> **Problem to solve**
After locating the line that contains "filename crates/renderfit-pose/src/params.rs" in the records below, write out exactly that line and each line after it through the one that contains "full variant and", and nothing else.
--- --- ---
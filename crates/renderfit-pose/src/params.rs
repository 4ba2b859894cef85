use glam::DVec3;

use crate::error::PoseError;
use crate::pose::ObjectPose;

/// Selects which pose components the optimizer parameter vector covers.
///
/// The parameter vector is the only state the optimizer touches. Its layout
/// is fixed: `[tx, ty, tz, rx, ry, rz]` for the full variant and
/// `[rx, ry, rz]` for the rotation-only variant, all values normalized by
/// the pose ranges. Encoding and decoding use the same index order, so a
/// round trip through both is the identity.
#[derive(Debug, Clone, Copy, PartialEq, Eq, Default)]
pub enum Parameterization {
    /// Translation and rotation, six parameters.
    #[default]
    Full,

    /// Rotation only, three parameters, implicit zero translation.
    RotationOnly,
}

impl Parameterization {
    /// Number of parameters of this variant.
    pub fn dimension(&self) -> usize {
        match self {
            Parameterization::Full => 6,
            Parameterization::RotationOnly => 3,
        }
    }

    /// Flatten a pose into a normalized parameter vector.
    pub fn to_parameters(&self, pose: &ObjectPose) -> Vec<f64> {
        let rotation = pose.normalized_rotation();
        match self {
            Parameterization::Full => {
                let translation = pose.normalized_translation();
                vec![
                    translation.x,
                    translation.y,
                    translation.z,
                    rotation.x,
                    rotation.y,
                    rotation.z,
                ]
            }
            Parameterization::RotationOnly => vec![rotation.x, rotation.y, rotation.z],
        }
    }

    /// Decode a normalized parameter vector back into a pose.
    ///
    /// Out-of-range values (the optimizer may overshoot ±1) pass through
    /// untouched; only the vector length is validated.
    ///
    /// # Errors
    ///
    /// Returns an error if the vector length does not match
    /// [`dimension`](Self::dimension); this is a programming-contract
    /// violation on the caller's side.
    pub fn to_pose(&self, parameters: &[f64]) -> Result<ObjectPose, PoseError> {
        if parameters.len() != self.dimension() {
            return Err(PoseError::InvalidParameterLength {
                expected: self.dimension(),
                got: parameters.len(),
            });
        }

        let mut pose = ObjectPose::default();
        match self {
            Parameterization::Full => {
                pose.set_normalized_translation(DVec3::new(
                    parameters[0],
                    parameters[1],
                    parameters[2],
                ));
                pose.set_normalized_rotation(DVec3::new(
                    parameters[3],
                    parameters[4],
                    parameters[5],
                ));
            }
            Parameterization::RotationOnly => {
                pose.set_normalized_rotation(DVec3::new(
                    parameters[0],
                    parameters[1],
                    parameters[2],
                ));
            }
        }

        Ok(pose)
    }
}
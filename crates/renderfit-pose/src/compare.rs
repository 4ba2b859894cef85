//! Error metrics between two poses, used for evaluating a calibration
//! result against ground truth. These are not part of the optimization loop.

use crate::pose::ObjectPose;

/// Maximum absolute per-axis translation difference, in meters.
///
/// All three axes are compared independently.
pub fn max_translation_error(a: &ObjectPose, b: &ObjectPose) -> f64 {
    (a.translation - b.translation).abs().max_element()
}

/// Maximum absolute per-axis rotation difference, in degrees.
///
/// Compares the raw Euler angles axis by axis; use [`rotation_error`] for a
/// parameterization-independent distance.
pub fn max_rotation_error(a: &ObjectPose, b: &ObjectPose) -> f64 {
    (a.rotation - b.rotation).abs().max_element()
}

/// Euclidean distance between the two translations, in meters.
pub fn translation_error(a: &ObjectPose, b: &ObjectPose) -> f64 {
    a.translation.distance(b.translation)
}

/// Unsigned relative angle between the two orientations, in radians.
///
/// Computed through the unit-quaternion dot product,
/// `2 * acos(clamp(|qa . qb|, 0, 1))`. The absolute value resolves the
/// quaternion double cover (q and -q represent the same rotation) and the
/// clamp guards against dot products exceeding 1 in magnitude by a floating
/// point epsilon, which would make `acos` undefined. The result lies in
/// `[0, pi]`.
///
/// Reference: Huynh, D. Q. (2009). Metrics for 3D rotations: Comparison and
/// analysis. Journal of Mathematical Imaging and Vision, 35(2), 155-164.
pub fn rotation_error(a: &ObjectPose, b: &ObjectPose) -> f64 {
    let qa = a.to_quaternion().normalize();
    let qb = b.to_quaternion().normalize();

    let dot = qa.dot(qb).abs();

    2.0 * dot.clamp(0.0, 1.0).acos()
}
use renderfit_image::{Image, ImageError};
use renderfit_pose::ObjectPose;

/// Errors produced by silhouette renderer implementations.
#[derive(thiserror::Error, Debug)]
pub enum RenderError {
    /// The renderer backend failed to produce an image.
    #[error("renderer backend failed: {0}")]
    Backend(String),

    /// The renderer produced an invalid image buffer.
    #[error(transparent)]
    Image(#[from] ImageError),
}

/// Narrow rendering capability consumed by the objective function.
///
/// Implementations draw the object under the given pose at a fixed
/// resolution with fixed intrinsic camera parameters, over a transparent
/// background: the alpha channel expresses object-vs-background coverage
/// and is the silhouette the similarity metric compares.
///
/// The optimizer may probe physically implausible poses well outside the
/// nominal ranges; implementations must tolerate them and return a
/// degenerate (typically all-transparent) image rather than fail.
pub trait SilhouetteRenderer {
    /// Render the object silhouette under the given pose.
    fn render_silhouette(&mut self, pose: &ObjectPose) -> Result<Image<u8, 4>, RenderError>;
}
--- --- ---
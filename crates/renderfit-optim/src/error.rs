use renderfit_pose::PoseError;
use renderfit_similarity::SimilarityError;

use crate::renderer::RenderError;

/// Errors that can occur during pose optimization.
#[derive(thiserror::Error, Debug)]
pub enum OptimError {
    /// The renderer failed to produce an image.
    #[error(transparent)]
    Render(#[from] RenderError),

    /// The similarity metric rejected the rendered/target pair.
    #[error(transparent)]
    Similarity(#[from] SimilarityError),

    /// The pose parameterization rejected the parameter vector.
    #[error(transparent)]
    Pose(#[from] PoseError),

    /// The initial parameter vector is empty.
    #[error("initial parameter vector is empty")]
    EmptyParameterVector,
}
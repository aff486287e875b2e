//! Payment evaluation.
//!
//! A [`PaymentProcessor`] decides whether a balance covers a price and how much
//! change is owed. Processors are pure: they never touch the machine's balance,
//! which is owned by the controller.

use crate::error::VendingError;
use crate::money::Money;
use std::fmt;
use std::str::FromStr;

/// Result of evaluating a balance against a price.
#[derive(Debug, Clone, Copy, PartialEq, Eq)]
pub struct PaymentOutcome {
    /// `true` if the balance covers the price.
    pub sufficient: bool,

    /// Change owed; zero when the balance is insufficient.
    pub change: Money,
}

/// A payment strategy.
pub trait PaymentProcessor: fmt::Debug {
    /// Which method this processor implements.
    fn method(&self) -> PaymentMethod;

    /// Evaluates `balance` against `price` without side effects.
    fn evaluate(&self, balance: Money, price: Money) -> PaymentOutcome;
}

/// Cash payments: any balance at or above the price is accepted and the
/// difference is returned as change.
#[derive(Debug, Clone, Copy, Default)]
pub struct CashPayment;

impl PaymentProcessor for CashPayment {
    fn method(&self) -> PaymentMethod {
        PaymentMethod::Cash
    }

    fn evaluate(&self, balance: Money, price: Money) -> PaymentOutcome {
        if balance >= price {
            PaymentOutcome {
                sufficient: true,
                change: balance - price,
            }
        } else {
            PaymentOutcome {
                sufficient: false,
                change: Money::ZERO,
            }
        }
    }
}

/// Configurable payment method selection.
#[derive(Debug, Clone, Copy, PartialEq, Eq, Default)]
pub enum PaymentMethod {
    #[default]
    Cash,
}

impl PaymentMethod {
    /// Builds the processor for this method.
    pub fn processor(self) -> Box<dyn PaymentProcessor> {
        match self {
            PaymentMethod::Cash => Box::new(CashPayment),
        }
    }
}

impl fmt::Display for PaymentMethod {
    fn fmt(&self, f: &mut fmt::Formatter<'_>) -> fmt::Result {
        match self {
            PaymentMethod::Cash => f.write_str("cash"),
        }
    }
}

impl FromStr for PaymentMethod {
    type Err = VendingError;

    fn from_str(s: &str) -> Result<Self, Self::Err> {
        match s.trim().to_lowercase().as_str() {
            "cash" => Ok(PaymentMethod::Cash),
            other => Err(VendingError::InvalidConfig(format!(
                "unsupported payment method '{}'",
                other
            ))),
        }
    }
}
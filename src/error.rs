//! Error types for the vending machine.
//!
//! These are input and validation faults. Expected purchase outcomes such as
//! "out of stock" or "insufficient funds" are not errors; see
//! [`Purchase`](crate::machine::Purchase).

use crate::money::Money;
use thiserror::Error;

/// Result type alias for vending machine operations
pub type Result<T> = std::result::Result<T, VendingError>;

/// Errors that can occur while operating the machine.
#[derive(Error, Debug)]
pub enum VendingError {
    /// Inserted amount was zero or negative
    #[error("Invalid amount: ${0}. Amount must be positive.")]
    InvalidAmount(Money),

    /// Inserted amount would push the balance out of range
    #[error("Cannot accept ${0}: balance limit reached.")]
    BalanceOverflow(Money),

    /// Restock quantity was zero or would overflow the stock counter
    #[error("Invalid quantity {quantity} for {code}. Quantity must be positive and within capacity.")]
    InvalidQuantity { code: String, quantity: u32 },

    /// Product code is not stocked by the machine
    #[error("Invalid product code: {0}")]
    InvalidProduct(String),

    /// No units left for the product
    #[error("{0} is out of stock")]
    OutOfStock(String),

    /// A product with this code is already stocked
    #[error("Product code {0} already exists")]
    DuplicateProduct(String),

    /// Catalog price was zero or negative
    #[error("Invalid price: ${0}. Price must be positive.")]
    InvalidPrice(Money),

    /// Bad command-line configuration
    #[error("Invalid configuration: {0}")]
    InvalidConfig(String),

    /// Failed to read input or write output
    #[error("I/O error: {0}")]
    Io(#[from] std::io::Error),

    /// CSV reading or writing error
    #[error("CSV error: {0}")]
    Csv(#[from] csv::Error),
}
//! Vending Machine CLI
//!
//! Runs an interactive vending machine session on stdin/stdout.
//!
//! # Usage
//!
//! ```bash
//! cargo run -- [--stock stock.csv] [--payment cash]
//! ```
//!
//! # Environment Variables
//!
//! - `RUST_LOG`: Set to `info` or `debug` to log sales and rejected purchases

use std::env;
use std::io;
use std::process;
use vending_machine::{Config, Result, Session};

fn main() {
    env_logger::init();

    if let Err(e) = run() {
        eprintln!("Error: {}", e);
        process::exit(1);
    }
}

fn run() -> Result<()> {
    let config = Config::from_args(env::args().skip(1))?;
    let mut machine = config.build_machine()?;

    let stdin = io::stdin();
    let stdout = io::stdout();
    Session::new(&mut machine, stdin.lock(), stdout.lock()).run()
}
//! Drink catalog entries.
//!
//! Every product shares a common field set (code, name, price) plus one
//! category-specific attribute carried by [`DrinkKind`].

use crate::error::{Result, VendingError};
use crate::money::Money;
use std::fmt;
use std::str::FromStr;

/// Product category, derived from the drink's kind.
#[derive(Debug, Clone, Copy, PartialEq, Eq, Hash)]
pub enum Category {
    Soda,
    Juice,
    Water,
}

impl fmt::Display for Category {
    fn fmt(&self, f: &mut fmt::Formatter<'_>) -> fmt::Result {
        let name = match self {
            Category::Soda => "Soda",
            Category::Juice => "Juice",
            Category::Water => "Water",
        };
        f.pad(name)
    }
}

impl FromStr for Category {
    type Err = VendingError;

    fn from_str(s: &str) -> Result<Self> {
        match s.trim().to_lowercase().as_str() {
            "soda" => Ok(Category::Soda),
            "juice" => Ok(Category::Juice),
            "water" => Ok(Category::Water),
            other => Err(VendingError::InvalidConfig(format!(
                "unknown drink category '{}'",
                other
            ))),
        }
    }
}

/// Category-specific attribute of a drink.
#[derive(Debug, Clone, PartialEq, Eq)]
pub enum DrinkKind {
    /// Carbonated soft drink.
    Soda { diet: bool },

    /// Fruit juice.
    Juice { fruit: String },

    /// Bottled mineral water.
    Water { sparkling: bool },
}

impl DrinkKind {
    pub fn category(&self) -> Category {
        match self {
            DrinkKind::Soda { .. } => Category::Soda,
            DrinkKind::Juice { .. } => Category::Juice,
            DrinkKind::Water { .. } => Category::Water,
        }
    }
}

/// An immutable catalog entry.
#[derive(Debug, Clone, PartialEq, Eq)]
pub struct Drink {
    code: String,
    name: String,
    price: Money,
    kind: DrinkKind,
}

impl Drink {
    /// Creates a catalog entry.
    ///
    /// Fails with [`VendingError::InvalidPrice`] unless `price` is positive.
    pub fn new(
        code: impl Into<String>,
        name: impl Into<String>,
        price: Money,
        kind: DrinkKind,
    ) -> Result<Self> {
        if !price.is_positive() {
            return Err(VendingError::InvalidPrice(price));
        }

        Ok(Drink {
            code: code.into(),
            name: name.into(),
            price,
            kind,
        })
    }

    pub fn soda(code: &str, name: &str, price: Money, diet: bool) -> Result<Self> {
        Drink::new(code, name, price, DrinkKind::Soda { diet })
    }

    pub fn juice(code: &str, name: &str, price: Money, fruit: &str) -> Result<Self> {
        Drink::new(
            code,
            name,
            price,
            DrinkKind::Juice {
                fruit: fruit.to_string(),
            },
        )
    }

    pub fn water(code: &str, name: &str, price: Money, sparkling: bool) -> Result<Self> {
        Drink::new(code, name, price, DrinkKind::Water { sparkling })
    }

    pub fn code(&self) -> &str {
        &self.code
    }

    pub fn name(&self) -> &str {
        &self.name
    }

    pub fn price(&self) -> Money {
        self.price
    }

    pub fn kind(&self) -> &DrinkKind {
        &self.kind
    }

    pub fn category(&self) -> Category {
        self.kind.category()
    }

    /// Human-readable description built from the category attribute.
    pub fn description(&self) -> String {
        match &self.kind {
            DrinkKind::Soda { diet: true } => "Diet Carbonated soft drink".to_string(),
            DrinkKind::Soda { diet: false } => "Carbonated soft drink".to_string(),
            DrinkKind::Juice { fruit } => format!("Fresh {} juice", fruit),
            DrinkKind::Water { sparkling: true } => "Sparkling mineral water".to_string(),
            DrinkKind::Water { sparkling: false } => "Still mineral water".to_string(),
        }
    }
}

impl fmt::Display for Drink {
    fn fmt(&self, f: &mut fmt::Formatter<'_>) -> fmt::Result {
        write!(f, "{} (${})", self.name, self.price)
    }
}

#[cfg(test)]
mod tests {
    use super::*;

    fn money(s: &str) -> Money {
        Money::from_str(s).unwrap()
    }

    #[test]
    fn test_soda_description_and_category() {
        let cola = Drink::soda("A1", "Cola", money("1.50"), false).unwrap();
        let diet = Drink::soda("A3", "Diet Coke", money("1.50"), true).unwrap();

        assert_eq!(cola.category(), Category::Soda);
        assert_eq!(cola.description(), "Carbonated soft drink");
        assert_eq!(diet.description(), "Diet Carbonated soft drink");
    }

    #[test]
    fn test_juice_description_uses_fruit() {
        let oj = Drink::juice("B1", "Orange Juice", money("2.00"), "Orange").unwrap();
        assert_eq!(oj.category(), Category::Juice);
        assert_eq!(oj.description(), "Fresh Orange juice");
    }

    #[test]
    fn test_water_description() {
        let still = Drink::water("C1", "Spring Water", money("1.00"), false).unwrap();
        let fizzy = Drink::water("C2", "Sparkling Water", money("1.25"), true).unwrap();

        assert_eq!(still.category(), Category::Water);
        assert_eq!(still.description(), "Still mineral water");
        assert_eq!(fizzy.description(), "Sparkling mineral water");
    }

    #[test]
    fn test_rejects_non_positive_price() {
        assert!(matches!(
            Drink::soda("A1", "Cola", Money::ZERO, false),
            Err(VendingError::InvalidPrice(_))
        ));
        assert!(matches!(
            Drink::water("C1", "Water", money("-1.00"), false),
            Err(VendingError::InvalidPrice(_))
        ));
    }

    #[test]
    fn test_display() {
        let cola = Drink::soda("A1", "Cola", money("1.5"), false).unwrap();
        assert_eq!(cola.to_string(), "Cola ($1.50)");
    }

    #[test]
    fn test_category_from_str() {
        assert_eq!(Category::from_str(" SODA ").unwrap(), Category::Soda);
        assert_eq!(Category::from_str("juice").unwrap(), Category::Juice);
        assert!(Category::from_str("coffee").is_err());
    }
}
--- --- ---
> **The answer**
filename crates/renderfit-pose/src/params.rs
repository 4ba2b859894cef85
use glam::DVec3;

use crate::error::PoseError;
use crate::pose::ObjectPose;

/// Selects which pose components the optimizer parameter vector covers.
///
/// The parameter vector is the only state the optimizer touches. Its layout
/// is fixed: `[tx, ty, tz, rx, ry, rz]` for the full variant and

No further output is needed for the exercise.